Virtual Machine (VM)

In computing, a virtual machine is an emulation of a computer system. Virtual machines are based on computer structures and provide the functionality of a physical computer. Their implementations may involve specific hardware, software, or a blend.

A virtual machine is a computer file, typically called an image, which behaves like an actual computer. In other words, building a computer within a computer. It runs in a window, much like any other program, giving the end-user the same practice on a virtual machine as they would have on the host operating system itself. The virtual machine is sandboxed from the rest of the system, betokening that the software inside a virtual machine cannot evade or tamper with the computer itself. This produces an exemplary environment for testing other operating systems including beta releases, obtaining virus-infected data, creating operating system backups and running software or applications on operating systems for which they were not originally assigned.

Multiple virtual machines can run concurrently on the same physical computer. For servers, the multiple operating systems run side-by-side with a piece of software called a hypervisor to manage them, while desktop computers typically operate one operating system to run the other operating systems within its program windows. Each virtual machine provides its virtual hardware, including CPUs, memory, hard drives, network interfaces, and other devices. The virtual hardware is then drafted to the real hardware on the physical machine which saves costs by reducing the need for physical hardware systems along with the associated subsistence costs that go with it, plus reduces power and cooling demand.

Uses of Virtual Machine:

  1. Ever need to try something on a Linux machine from your Windows computer, but didn’t have any access to a remote Linux machine via SSH? Kick off a Linux VM.
  2. Same as 1, except replace Windows with Linux, Linux with Windows, and SSH with RDP.
  3. Ever have a powerful server and have a bunch of smaller, less powerful machines you wish you could run on it? Setup a type 1 hypervisor, and kick off some VMs.
  4. Ever have a bunch of older servers running various things (DNS, DHCP, NTP, AD, database, etc.) and not enough space in your server rack for everything, consider something like 3, and get a powerful machine to run VMs of each of the servers.
  5. Ever have a demo kit that you need to send with a non-technical person but requires a series of complex server and networking configurations? Set up some VMs they can just start on a laptop they take with them.


How does the virtual machine work?

Defining the precise operation of a virtual machine is very intricate and that few people have the necessary knowledge to do it. However closely we can say that a virtual machine is a software that through a layer of virtualization corresponds with the hardware that we have available in our computer thus getting emulate all the elements of a real computer. In this way, the virtual machine will be able to emulate a hard disk, a RAM, a network card, a processor, etc.

Once we know this when we open a virtual machine, such as a Virtual box, we have a graphical atmosphere that will allow us to configure and commit resources to each of the physical components that the virtual machine emulates. So for example in virtually all virtual machines we must define details of the following type:

  • Space that we want to assign to our hard drive.
  • RAM that we want to assign to the virtual machine.
  • The memory of our graphic card.
  • The network configuration that we want.

Once these parameters are configured, we will have created a virtual machine to install an operating system. In this way, we will only have to open the virtual machine that has just been created and install the operating system as if it were a real normal computer.

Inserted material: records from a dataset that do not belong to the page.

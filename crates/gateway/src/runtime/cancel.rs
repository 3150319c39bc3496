//! Per-thread cancellation flags.
//!
//! Each running workflow registers a `CancelToken` under its thread
//! channel. `LLM.stop_streaming` flips the flag; the executor checks it at
//! every chunk boundary and seals the partial message.

use std::collections::HashMap;
use std::sync::atomic::{AtomicBool, Ordering};
use std::sync::Arc;

use parking_lot::Mutex;

#[derive(Clone, Default)]
pub struct CancelToken {
    cancelled: Arc<AtomicBool>,
}

impl CancelToken {
    pub fn new() -> Self {
        Self::default()
    }

    pub fn cancel(&self) {
        self.cancelled.store(true, Ordering::Release);
    }

    pub fn is_cancelled(&self) -> bool {
        self.cancelled.load(Ordering::Acquire)
    }
}

/// Tracks active cancellation tokens per thread channel.
#[derive(Default)]
pub struct CancelMap {
    tokens: Mutex<HashMap<String, CancelToken>>,
}

impl CancelMap {
    pub fn new() -> Self {
        Self::default()
    }

    /// Create and register a new cancel token for a channel.
    pub fn register(&self, channel: &str) -> CancelToken {
        let token = CancelToken::new();
        self.tokens.lock().insert(channel.to_owned(), token.clone());
        token
    }

    /// Cancel the running workflow on one channel. Returns true if a token
    /// was found.
    pub fn cancel(&self, channel: &str) -> bool {
        match self.tokens.lock().get(channel) {
            Some(token) => {
                token.cancel();
                true
            }
            None => false,
        }
    }

    /// Cancel every channel starting with `prefix` (stop-streaming without
    /// a thread key covers all of a user's threads). Returns the number of
    /// workflows signalled.
    pub fn cancel_prefix(&self, prefix: &str) -> usize {
        let tokens = self.tokens.lock();
        let mut n = 0;
        for (channel, token) in tokens.iter() {
            if channel.starts_with(prefix) {
                token.cancel();
                n += 1;
            }
        }
        n
    }

    /// Remove the token when a workflow finishes.
    pub fn remove(&self, channel: &str) {
        self.tokens.lock().remove(channel);
    }

    pub fn is_running(&self, channel: &str) -> bool {
        self.tokens.lock().contains_key(channel)
    }
}

#[cfg(test)]
mod tests {
    use super::*;

    #[test]
    fn register_cancel_remove() {
        let map = CancelMap::new();
        let token = map.register("chat:u:c:t");
        assert!(map.is_running("chat:u:c:t"));
        assert!(!token.is_cancelled());

        assert!(map.cancel("chat:u:c:t"));
        assert!(token.is_cancelled());

        map.remove("chat:u:c:t");
        assert!(!map.is_running("chat:u:c:t"));
        assert!(!map.cancel("chat:u:c:t"));
    }

    #[test]
    fn prefix_cancel_covers_all_threads() {
        let map = CancelMap::new();
        let t1 = map.register("chat:u1:acme:t1");
        let t2 = map.register("chat:u1:acme:t2");
        let other = map.register("chat:u2:acme:t1");

        assert_eq!(map.cancel_prefix("chat:u1:acme:"), 2);
        assert!(t1.is_cancelled());
        assert!(t2.is_cancelled());
        assert!(!other.is_cancelled());
    }

    #[test]
    fn clones_share_state() {
        let token = CancelToken::new();
        let clone = token.clone();
        token.cancel();
        assert!(clone.is_cancelled());
    }
}
//! Timezone-aware schedule evaluation.
//!
//! Tasks describe their cadence as daily / weekly / monthly plus an HH:MM
//! local time; that compiles to a 5-field cron expression (min hour dom
//! month dow) evaluated in the task's IANA timezone. The next firing is
//! always computed strictly after the reference instant so a task can
//! never fire twice on the same UTC instant.

use chrono::{DateTime, Datelike, NaiveDateTime, Timelike, Utc};

use ma_domain::task::{Frequency, TaskSchedule};
use ma_domain::{Error, Result};

/// Parse a timezone string into a `chrono_tz::Tz`, falling back to UTC.
pub fn parse_tz(tz: &str) -> chrono_tz::Tz {
    tz.parse::<chrono_tz::Tz>().unwrap_or(chrono_tz::UTC)
}

// ━━━━━━━━━━━━━━━━━━━━━━━━━━━━━━━━━━━━━━━━━━━━━━━━━━━━━━━━━━━━━━━━━━
// Frequency → cron
// ━━━━━━━━━━━━━━━━━━━━━━━━━━━━━━━━━━━━━━━━━━━━━━━━━━━━━━━━━━━━━━━━━━

fn parse_hhmm(time: &str) -> Result<(u32, u32)> {
    let (h, m) = time
        .split_once(':')
        .ok_or_else(|| Error::InvalidArgs(format!("time '{time}' is not HH:MM")))?;
    let hour: u32 = h
        .parse()
        .map_err(|_| Error::InvalidArgs(format!("bad hour in '{time}'")))?;
    let minute: u32 = m
        .parse()
        .map_err(|_| Error::InvalidArgs(format!("bad minute in '{time}'")))?;
    if hour > 23 || minute > 59 {
        return Err(Error::InvalidArgs(format!("time '{time}' out of range")));
    }
    Ok((hour, minute))
}

/// Compile a schedule's frequency fields into a cron expression.
pub fn frequency_to_cron(schedule: &TaskSchedule) -> Result<String> {
    let frequency = schedule
        .frequency
        .ok_or_else(|| Error::InvalidArgs("schedule has no frequency".into()))?;
    let (hour, minute) = parse_hhmm(schedule.time.as_deref().unwrap_or("00:00"))?;

    match frequency {
        Frequency::Daily => Ok(format!("{minute} {hour} * * *")),
        Frequency::Weekly => {
            let dow = schedule.day_of_week.unwrap_or(1); // default Monday
            if dow > 6 {
                return Err(Error::InvalidArgs(format!("day_of_week {dow} out of 0..=6")));
            }
            Ok(format!("{minute} {hour} * * {dow}"))
        }
        Frequency::Monthly => {
            let dom = schedule.day_of_month.unwrap_or(1);
            if !(1..=31).contains(&dom) {
                return Err(Error::InvalidArgs(format!("day_of_month {dom} out of 1..=31")));
            }
            Ok(format!("{minute} {hour} {dom} * *"))
        }
    }
}

// ━━━━━━━━━━━━━━━━━━━━━━━━━━━━━━━━━━━━━━━━━━━━━━━━━━━━━━━━━━━━━━━━━━
// 5-field cron evaluator
// ━━━━━━━━━━━━━━━━━━━━━━━━━━━━━━━━━━━━━━━━━━━━━━━━━━━━━━━━━━━━━━━━━━

fn field_matches(field: &str, value: u32) -> bool {
    if field == "*" {
        return true;
    }
    if let Some(step) = field.strip_prefix("*/") {
        if let Ok(n) = step.parse::<u32>() {
            return n > 0 && value % n == 0;
        }
    }
    for part in field.split(',') {
        if let Some((start_s, end_s)) = part.split_once('-') {
            if let (Ok(start), Ok(end)) = (start_s.parse::<u32>(), end_s.parse::<u32>()) {
                if value >= start && value <= end {
                    return true;
                }
            }
        } else if let Ok(n) = part.parse::<u32>() {
            if value == n {
                return true;
            }
        }
    }
    false
}

/// Check if a **local** naive datetime matches a 5-field cron expression.
fn matches_naive(cron: &str, dt: &NaiveDateTime) -> bool {
    let fields: Vec<&str> = cron.split_whitespace().collect();
    if fields.len() != 5 {
        return false;
    }
    field_matches(fields[0], dt.minute())
        && field_matches(fields[1], dt.hour())
        && field_matches(fields[2], dt.day())
        && field_matches(fields[3], dt.month())
        && field_matches(fields[4], dt.weekday().num_days_from_sunday())
}

/// Validate a 5-field cron expression.
pub fn validate_cron(cron: &str) -> Result<()> {
    let fields: Vec<&str> = cron.split_whitespace().collect();
    if fields.len() != 5 {
        return Err(Error::InvalidArgs(format!(
            "expected 5 cron fields, got {}",
            fields.len()
        )));
    }
    let ranges: [(u32, u32); 5] = [(0, 59), (0, 23), (1, 31), (1, 12), (0, 6)];
    let names = ["minute", "hour", "day-of-month", "month", "day-of-week"];
    for ((field, name), (min, max)) in fields.iter().zip(names).zip(ranges) {
        validate_field(field, name, min, max)?;
    }
    Ok(())
}

fn validate_field(field: &str, name: &str, min: u32, max: u32) -> Result<()> {
    if field == "*" {
        return Ok(());
    }
    if let Some(step) = field.strip_prefix("*/") {
        let n: u32 = step
            .parse()
            .map_err(|_| Error::InvalidArgs(format!("{name}: invalid step '*/{step}'")))?;
        if n == 0 || n > max {
            return Err(Error::InvalidArgs(format!("{name}: step {n} out of range")));
        }
        return Ok(());
    }
    for part in field.split(',') {
        if let Some((start_s, end_s)) = part.split_once('-') {
            let start: u32 = start_s
                .parse()
                .map_err(|_| Error::InvalidArgs(format!("{name}: invalid range start '{start_s}'")))?;
            let end: u32 = end_s
                .parse()
                .map_err(|_| Error::InvalidArgs(format!("{name}: invalid range end '{end_s}'")))?;
            if start < min || end > max || start > end {
                return Err(Error::InvalidArgs(format!(
                    "{name}: range {start}-{end} out of bounds {min}..={max}"
                )));
            }
        } else {
            let n: u32 = part
                .parse()
                .map_err(|_| Error::InvalidArgs(format!("{name}: invalid value '{part}'")))?;
            if n < min || n > max {
                return Err(Error::InvalidArgs(format!(
                    "{name}: value {n} out of range {min}..={max}"
                )));
            }
        }
    }
    Ok(())
}

/// Next occurrence **strictly after** `after`, evaluated in `tz`, returned
/// as UTC.
///
/// DST handling: local times inside a spring-forward gap are skipped;
/// fall-back overlaps resolve to the earliest (pre-transition) mapping.
pub fn next_fire_tz(
    cron: &str,
    after: &DateTime<Utc>,
    tz: chrono_tz::Tz,
) -> Option<DateTime<Utc>> {
    use chrono::TimeZone;

    // Advance to the next whole local minute after `after`.
    let local_after = after.with_timezone(&tz).naive_local();
    let to_next_min = 60 - local_after.second() as i64;
    let mut candidate = local_after + chrono::Duration::seconds(to_next_min);
    candidate = candidate.with_second(0).unwrap_or(candidate);

    let max_checks = 366 * 24 * 60; // one year of minutes
    for _ in 0..max_checks {
        if matches_naive(cron, &candidate) {
            match tz.from_local_datetime(&candidate) {
                chrono::LocalResult::Single(dt) => return Some(dt.with_timezone(&Utc)),
                chrono::LocalResult::Ambiguous(earliest, _) => {
                    return Some(earliest.with_timezone(&Utc));
                }
                chrono::LocalResult::None => {
                    // DST gap — this local minute doesn't exist.
                }
            }
        }
        candidate += chrono::Duration::minutes(1);
    }
    None
}

/// Compute a schedule's next firing after `after`: the UTC trigger plus
/// its local-time display mirror.
pub fn schedule_next(
    schedule: &TaskSchedule,
    after: &DateTime<Utc>,
) -> Result<(DateTime<Utc>, String)> {
    let cron = if schedule.cron.is_empty() {
        frequency_to_cron(schedule)?
    } else {
        schedule.cron.clone()
    };
    validate_cron(&cron)?;
    let tz = parse_tz(schedule.timezone.as_deref().unwrap_or("UTC"));
    let next = next_fire_tz(&cron, after, tz)
        .ok_or_else(|| Error::Other(format!("cron '{cron}' never fires")))?;
    let local = next.with_timezone(&tz).format("%Y-%m-%d %H:%M").to_string();
    Ok((next, local))
}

The main advantages of virtual machines:

  • Multiple OS environments can exist simultaneously on the same machine, isolated from each other;
  • A virtual machine can offer an instruction set architecture that differs from real computer’s;
  • Easy maintenance, application provisioning, availability and convenient recovery.

The main disadvantages:

  • When multiple virtual machines are simultaneously running on a host computer, each virtual machine may introduce an unstable performance, which depends on the workload on the system by other running virtual machines;
  • The virtual machine is not that efficient as a real one when accessing the hardware.

Best Free Virtual Machine Software for Windows and Mac

  • VirtualBox (Mac & Windows)
  • VMware Workstation Player (Windows, Linux)
  • VMware Fusion (Mac)
  • Parallel’s Software (Mac)
  • Hyper-V (Windows)


VMware Infrastructure implements a simple architecture in the virtual environment to allow companies to manage computing, storage, and networking resources without worrying about the underlying physical hardware. VI architecture allows businesses to create and configure their datacenters and reallocate resources to different pre-eminence without the time delay and cost of reconfiguring their physical hardware infrastructure.

With a suite of companion virtualization and management services, such as VMware VMotion, VMware DRS, VMware HA, and VMware Consolidated Backup, VMware Infrastructure is the only product that provides a comprehensive solution rather than a gradual approach to building data centers in the virtual environment.